Linda Wasmer Andrews

Minding the Body

Six Reasons to Love Tuesdays (and One Reason Not To)

Tuesday isn't the happiest day, but it may be the healthiest.

Posted Dec 05, 2017

Soloviova Liudmyla/Shutterstock
Source: Soloviova Liudmyla/Shutterstock

Tuesday is the middle child of weekdays. It doesn’t have the automatic high profile of Monday or Friday, but, in its own way, it’s just as impactful. Here’s what research has discovered about the Tuesday effect:

Are Tuesdays the new Mondays?

First, the bad news: Traditionally, Monday is the most-maligned day of the week, but there’s evidence that the Tuesday morning blues may actually be more pervasive. One study, published in the journal Applied Psychology, analyzed the content of hundreds of millions of tweets posted on Twitter over 500 consecutive days. The researchers found a midweek dip in tweets about positive emotions, starting on Tuesday and continuing through Thursday. Intuitively, that makes sense: By midweek, work stress is piling up, and the rest and recovery of the weekend is wearing off.

Data from the Gallup-Healthways Well-Being Index support this view. Survey participants were asked whether they had felt specific emotions during “a lot” of the previous day. It’s no surprise that people reported being happiest on the weekends, but only 44 percent reported that they felt a lot of happiness or enjoyment on Tuesdays – the lowest percentage for any day.

The best thing about Tuesday is...

Fortunately, there’s plenty of good news to balance the bad. Evidence suggests that Tuesday may be a particularly auspicious day for the following activities:

Driving safely. Motor vehicle accident deaths are least common on Tuesdays, according to statistics from the Centers for Disease Control and Prevention (CDC). Such deaths are more common on weekends – a finding likely tied to increased alcohol consumption.

Sleeping well. The most efficiently restorative sleep generally occurs on Tuesday nights, based on data from Firstbeat, a physiological analytics company. That may be partly because midweek sleep is less likely to be disturbed by alcohol than weekend sleep.

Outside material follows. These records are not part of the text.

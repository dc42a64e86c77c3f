use parking_lot::RwLock;

use crate::errors::GeoTessError;
use crate::utilities::vector::Vector3;

#[derive(Clone, Debug)]
struct AttributeGradients
{
    reciprocal: bool,
    /// One gradient per profile node.
    nodes: Vec<Vector3>,
}

///
/// Lazily computed per-attribute, per-node gradients of one profile. The
/// lock is the profile's critical section: at most one thread fills a given
/// profile and later readers see the completed entries.
///
#[derive(Debug, Default)]
pub(crate) struct GradientCache
{
    attributes: RwLock<Vec<Option<AttributeGradients>>>,
}

impl Clone for GradientCache
{
    fn clone(&self) -> Self
    {
        Self { attributes: RwLock::new(self.attributes.read().clone()) }
    }
}

impl GradientCache
{
    pub(crate) fn is_set(&self, attribute: usize) -> bool
    {
        matches!(self.attributes.read().get(attribute), Some(Some(_)))
    }

    pub(crate) fn reciprocal(&self, attribute: usize) -> Option<bool>
    {
        self.attributes.read().get(attribute).and_then(|g| g.as_ref()).map(|g| g.reciprocal)
    }

    pub(crate) fn node(&self, attribute: usize, node: usize) -> Option<Vector3>
    {
        self.attributes.read().get(attribute).and_then(|g| g.as_ref()).and_then(|g| g.nodes.get(node).copied())
    }

    ///
    /// Runs `f` on the node gradients of `attribute`, if computed.
    ///
    pub(crate) fn with_nodes<R, F: FnOnce(&[Vector3]) -> R>(&self, attribute: usize, f: F) -> Option<R>
    {
        let guard = self.attributes.read();
        guard.get(attribute).and_then(|g| g.as_ref()).map(|g| f(&g.nodes))
    }

    ///
    /// Makes sure gradients of `attribute` exist with the requested
    /// reciprocal flag, computing one gradient per entry of `radii` with
    /// `estimate` otherwise.
    ///
    pub(crate) fn ensure<F>(&self, attribute: usize, reciprocal: bool, radii: &[f64], mut estimate: F) -> Result<(), GeoTessError>
        where F: FnMut(f64) -> Result<Vector3, GeoTessError>
    {
        if self.reciprocal(attribute) == Some(reciprocal)
        {
            return Ok(());
        }
        let mut guard = self.attributes.write();
        // another thread may have finished while we waited
        if let Some(Some(g)) = guard.get(attribute)
        {
            if g.reciprocal == reciprocal
            {
                return Ok(());
            }
        }
        let mut nodes = Vec::with_capacity(radii.len());
        for r in radii
        {
            nodes.push(estimate(*r)?);
        }
        if guard.len() <= attribute
        {
            guard.resize(attribute + 1, None);
        }
        guard[attribute] = Some(AttributeGradients { reciprocal, nodes });
        tracing::debug!(attribute, reciprocal, nodes = radii.len(), "profile gradients computed");
        Ok(())
    }

    pub(crate) fn clear(&self)
    {
        self.attributes.write().clear();
    }
}

#[test]
fn check_gradient_cache()
{
    let cache = GradientCache::default();
    assert!(!cache.is_set(0));
    let mut calls = 0;
    cache.ensure(1, false, &[10.0, 20.0], |r| { calls += 1; Ok([r, 0.0, 0.0]) }).unwrap();
    assert_eq!(calls, 2);
    assert!(cache.is_set(1));
    assert!(!cache.is_set(0));
    assert_eq!(cache.node(1, 1), Some([20.0, 0.0, 0.0]));
    assert_eq!(cache.reciprocal(1), Some(false));

    // cached, no recomputation
    cache.ensure(1, false, &[10.0, 20.0], |_| panic!("recomputed")).unwrap();
    // reciprocal flag differs, recomputed
    cache.ensure(1, true, &[10.0, 20.0], |r| Ok([0.0, r, 0.0])).unwrap();
    assert_eq!(cache.node(1, 0), Some([0.0, 10.0, 0.0]));

    let copy = cache.clone();
    cache.clear();
    assert!(!cache.is_set(1));
    assert!(copy.is_set(1));
}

Eating wisely. Even health-conscious individuals sometimes overindulge in french fries and beer over the weekend. But a new week represents a fresh start. That may be why Americans eat the most quinoa, brown rice, and kale on Mondays, followed closely by Tuesdays, according to data from Jawbone, a consumer technology and wearable device company.

Hitting the gym. Exercise follows the same pattern in Jawbone's research, and the numbers tell a similar story among subscribers to ClassPass, a service providing access to fitness studios and gyms: For these subscribers, Tuesdays are the peak day for working out.

Weighing yourself. One study in the journal Obesity Facts looked at long-term patterns in daily weight fluctuations. Overall, people’s weights tended to start rising on Saturdays and start falling on Tuesdays. Those who showed this pattern of compensating on weekdays for weekend excesses were more likely to either lose weight or maintain a steady weight over time.

Having a baby. This isn't a benefit for everyone, but it’s still fascinating: The greatest number of U.S. babies are born on Tuesdays, according to CDC data. In 2014, there were 12,630 births on an average Tuesday –16 percent more than the overall daily average. It's just one more reason to love the most underrated day of the week.